Using the material that follows, output exactly the lines from the one containing "a graphics context." through the one containing "pub fn new()", with both ends kept.

**** RECORDS SUPPLIED ****

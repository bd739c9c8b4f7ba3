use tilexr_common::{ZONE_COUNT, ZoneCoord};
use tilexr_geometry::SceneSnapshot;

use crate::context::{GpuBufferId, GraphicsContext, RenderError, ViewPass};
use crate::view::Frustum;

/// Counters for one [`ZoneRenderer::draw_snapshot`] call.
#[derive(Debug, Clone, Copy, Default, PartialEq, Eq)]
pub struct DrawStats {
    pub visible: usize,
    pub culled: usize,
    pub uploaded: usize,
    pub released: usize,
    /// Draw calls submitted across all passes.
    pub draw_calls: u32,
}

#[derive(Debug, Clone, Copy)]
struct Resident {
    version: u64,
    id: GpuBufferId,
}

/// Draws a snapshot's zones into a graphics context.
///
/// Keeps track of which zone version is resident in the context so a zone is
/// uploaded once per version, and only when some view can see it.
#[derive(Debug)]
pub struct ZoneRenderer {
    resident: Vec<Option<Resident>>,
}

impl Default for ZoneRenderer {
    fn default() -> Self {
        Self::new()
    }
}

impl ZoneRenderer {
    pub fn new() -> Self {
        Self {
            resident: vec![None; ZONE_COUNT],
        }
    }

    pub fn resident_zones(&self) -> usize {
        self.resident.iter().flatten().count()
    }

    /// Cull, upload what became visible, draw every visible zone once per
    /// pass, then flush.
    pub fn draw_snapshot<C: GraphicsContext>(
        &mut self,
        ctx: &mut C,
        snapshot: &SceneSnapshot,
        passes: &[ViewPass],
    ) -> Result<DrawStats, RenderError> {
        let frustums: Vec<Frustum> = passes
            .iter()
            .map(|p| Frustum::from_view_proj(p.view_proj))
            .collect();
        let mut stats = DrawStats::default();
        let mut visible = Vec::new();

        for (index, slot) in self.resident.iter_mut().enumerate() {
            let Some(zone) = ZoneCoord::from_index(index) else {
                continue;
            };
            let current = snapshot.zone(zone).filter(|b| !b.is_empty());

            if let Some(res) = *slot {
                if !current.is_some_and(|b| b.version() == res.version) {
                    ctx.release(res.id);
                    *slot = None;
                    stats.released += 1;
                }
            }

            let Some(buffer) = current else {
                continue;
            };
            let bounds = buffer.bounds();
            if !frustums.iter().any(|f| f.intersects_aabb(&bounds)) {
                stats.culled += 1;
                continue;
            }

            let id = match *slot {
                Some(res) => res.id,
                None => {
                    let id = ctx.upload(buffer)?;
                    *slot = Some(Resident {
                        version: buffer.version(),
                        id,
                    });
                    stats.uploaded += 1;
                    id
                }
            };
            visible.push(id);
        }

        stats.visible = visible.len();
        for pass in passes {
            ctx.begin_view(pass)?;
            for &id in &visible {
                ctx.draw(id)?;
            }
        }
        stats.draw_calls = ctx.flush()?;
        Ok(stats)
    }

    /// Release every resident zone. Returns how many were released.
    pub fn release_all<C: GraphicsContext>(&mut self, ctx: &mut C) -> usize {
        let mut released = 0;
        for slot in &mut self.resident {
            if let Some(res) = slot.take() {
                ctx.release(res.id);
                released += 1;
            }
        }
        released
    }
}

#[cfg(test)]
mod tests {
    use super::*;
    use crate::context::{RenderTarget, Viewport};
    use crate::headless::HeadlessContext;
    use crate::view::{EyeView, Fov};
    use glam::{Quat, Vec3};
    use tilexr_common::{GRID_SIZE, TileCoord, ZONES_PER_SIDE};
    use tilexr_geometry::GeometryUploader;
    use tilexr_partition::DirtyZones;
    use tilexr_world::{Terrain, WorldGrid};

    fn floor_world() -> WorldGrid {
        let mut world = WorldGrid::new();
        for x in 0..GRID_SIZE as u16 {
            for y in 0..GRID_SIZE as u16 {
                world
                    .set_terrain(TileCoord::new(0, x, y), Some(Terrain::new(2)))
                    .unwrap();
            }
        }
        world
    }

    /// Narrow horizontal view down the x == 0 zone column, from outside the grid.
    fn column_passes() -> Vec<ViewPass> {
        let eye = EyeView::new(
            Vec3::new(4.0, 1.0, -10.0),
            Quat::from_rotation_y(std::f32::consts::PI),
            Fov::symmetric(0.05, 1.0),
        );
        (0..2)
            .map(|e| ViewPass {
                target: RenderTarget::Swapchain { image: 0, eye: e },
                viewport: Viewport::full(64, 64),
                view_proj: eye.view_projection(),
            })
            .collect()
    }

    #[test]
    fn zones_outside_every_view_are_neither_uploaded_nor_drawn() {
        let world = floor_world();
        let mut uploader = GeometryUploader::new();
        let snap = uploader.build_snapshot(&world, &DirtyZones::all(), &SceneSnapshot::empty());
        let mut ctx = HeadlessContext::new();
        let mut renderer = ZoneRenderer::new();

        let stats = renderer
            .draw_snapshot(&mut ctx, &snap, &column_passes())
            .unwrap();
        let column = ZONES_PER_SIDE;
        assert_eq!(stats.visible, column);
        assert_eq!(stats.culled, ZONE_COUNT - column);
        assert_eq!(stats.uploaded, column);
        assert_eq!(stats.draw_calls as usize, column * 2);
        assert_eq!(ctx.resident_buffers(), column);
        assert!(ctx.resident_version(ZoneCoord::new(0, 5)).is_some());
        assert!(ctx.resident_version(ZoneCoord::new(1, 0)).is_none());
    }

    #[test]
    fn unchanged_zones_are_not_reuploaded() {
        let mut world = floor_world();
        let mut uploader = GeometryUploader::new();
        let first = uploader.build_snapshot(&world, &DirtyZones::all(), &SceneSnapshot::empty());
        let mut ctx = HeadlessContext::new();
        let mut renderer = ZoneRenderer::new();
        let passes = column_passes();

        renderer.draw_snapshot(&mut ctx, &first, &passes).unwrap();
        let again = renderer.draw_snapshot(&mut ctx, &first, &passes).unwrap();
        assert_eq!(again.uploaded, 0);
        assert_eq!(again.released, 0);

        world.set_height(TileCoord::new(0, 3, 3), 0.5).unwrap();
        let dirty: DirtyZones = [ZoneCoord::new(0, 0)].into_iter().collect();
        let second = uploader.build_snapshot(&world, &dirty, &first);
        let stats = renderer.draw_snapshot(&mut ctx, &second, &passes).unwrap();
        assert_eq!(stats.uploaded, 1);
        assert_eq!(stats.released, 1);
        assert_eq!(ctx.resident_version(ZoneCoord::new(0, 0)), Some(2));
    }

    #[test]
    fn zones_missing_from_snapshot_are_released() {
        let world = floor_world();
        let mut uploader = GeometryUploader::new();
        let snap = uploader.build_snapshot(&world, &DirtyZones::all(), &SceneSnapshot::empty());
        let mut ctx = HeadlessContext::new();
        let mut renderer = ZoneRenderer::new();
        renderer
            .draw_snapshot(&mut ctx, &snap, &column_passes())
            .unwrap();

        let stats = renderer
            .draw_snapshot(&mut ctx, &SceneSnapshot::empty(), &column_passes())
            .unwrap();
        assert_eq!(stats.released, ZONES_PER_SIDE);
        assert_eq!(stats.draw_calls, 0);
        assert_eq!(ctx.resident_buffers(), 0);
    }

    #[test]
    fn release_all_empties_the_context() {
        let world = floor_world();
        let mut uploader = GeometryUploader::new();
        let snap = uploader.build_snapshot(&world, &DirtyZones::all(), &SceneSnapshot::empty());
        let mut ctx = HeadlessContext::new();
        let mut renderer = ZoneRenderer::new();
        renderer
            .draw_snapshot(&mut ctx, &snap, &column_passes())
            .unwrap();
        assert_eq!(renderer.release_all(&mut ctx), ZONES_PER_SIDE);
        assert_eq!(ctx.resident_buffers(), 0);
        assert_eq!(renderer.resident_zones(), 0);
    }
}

****
**** RECORDS SUPPLIED ****

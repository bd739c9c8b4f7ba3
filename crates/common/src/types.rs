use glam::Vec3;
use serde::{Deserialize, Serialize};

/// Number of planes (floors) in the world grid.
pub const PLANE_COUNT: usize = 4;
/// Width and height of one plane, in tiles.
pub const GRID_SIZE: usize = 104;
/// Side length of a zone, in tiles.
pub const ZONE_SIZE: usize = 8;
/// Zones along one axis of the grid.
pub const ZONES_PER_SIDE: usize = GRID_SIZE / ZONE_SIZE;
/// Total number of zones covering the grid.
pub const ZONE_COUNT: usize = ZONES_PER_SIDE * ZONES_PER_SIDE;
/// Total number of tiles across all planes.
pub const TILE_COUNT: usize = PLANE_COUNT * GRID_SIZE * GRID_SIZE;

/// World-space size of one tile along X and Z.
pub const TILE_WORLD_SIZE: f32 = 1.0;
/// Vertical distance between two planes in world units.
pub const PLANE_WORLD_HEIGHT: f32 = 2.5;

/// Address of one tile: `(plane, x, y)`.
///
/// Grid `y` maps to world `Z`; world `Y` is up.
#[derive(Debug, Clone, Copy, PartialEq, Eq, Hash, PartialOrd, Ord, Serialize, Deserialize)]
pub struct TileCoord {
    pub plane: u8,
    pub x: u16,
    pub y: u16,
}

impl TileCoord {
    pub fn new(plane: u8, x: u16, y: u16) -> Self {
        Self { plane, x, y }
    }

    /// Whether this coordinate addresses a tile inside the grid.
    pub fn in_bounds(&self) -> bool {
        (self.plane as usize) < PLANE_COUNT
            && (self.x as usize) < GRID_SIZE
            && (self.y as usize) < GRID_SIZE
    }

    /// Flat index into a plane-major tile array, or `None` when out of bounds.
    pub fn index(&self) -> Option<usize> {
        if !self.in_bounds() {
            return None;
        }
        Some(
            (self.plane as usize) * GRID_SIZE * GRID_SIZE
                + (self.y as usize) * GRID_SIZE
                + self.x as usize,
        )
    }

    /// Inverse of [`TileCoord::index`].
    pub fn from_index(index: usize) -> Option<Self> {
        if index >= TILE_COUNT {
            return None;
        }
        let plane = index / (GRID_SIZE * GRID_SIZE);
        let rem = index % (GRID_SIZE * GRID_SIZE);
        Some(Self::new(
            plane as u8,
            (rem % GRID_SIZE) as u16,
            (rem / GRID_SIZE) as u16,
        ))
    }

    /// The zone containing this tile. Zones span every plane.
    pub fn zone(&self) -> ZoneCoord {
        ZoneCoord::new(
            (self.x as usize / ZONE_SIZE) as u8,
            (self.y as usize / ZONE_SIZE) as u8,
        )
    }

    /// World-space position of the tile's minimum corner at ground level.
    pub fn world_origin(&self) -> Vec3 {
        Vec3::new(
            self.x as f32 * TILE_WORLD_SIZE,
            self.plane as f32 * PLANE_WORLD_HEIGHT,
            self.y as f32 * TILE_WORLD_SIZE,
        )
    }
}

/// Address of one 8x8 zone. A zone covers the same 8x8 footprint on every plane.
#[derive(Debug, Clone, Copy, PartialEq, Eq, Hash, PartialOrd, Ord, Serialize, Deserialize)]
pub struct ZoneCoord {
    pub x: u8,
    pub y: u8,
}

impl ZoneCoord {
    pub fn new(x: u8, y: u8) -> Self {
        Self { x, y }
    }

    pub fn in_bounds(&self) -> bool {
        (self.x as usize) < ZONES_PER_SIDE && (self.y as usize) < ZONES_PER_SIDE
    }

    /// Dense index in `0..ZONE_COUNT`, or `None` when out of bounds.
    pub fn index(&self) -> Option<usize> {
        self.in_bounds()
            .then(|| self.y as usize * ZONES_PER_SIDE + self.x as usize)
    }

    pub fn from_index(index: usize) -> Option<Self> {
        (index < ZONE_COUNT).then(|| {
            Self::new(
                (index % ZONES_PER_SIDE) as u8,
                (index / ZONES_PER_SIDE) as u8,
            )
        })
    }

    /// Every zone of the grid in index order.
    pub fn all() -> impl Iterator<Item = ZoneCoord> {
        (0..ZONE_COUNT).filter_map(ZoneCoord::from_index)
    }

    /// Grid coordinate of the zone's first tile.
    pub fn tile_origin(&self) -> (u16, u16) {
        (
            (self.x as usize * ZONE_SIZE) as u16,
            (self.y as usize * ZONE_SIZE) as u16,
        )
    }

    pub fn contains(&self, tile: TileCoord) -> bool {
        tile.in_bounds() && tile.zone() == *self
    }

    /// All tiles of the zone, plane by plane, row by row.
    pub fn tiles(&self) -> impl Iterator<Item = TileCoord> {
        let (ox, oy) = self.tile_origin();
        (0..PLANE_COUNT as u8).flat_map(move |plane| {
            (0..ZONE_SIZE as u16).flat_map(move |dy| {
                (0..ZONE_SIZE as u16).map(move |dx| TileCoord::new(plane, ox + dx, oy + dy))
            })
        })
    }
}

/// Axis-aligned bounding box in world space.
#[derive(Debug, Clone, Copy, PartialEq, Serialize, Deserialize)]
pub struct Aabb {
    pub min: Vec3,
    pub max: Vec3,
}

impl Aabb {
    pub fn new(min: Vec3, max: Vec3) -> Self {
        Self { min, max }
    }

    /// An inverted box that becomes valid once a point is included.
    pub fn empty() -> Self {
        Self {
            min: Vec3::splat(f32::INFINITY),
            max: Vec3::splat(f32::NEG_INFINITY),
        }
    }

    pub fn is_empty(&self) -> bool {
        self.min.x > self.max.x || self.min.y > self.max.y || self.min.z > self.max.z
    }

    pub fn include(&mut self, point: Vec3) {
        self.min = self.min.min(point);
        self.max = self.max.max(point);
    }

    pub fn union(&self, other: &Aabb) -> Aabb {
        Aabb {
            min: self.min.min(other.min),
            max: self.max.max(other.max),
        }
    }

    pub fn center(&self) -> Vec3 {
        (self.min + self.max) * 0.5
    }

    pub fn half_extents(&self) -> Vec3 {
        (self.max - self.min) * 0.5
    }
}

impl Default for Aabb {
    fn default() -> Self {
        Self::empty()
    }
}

****

EXPECTED ANSWER:
/// Draws a snapshot's zones into a graphics context.
///
/// Keeps track of which zone version is resident in the context so a zone is
/// uploaded once per version, and only when some view can see it.
#[derive(Debug)]
pub struct ZoneRenderer {
    resident: Vec<Option<Resident>>,
}

impl Default for ZoneRenderer {
    fn default() -> Self {
        Self::new()
    }
}

impl ZoneRenderer {
    pub fn new() -> Self {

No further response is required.